Original post by @BrookShoenfield

In order to model well, we have to understand how attacks get started and how they proceed. Otherwise, how do we figure out “What can go wrong?”

For many new to the sport of threat models, compiling a reasonably comprehensive set of potential attacks can be daunting, at best, overwhelming for many.

Personally, I spend a fair amount of time just keeping up, even though I’ve been modelling for more than two decades.

Well, the following article I picked up out of my TL;DR cyber newsletter might help:

Let’s Talk About SaaS Attack Techniques (11 minute read)

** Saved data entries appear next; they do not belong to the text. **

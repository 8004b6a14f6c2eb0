//! Simulation error types
//!
//! Only unrecoverable invariant breaches and configuration problems surface
//! as errors. Rejected player commands are reported through
//! [`SelectOutcome`](crate::sim::SelectOutcome) instead.

use thiserror::Error;

use crate::sim::CellPos;

#[derive(Debug, Error)]
pub enum SimError {
    /// Shuffle was asked to place more tiles than there are free cells
    #[error("shuffle needs {needed} free cells but only {free} are available")]
    ShuffleCapacity { free: usize, needed: usize },

    /// A second tile was assigned to an occupied cell
    #[error("cell ({}, {}) already holds a tile or blocker", .pos.x, .pos.y)]
    CellOccupied { pos: CellPos },

    #[error("cell ({}, {}) already holds a blocker", .pos.x, .pos.y)]
    BlockerAlreadyPlaced { pos: CellPos },

    #[error("cell ({}, {}) is outside the {width}x{height} grid", .pos.x, .pos.y)]
    OutOfBounds { pos: CellPos, width: i32, height: i32 },

    /// Free-cell set disagrees with actual cell occupancy
    #[error("free-cell set out of sync at ({}, {})", .pos.x, .pos.y)]
    FreeSetMismatch { pos: CellPos },

    /// A tile's recorded cell does not match its grid slot
    #[error("tile {tile} records a cell that does not hold it")]
    TileCellMismatch { tile: u32 },

    #[error("invalid configuration: {0}")]
    InvalidConfig(String),

    #[error("settings json: {0}")]
    Json(#[from] serde_json::Error),
}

An article from Push providing an overview of modern SaaS attacks. The attacks are broken down into a MITRE ATT&CK style matrix. The article concludes with a discussion on the observability of these attacks.

Original post by @joshdub

What I like about this article you shared is that the list of potential attacks is not large. For whatever reason, it’s of a manageable size. Due to the seemingly infinite amount of cyber attacks to consider when threat modeling, I’ve always wondered how to find the ones to truly consider.

John Taylor and I have talked ad nauseam about a way to use interesting MITRE ATT&CK Groups that are active in a specific industry and use their TTPs as a source for narrowing down the scope.

I agree with your first statement, but I understand the struggle to sift through the endless potential attacks to consider.

Do you have any thoughts or insight to this?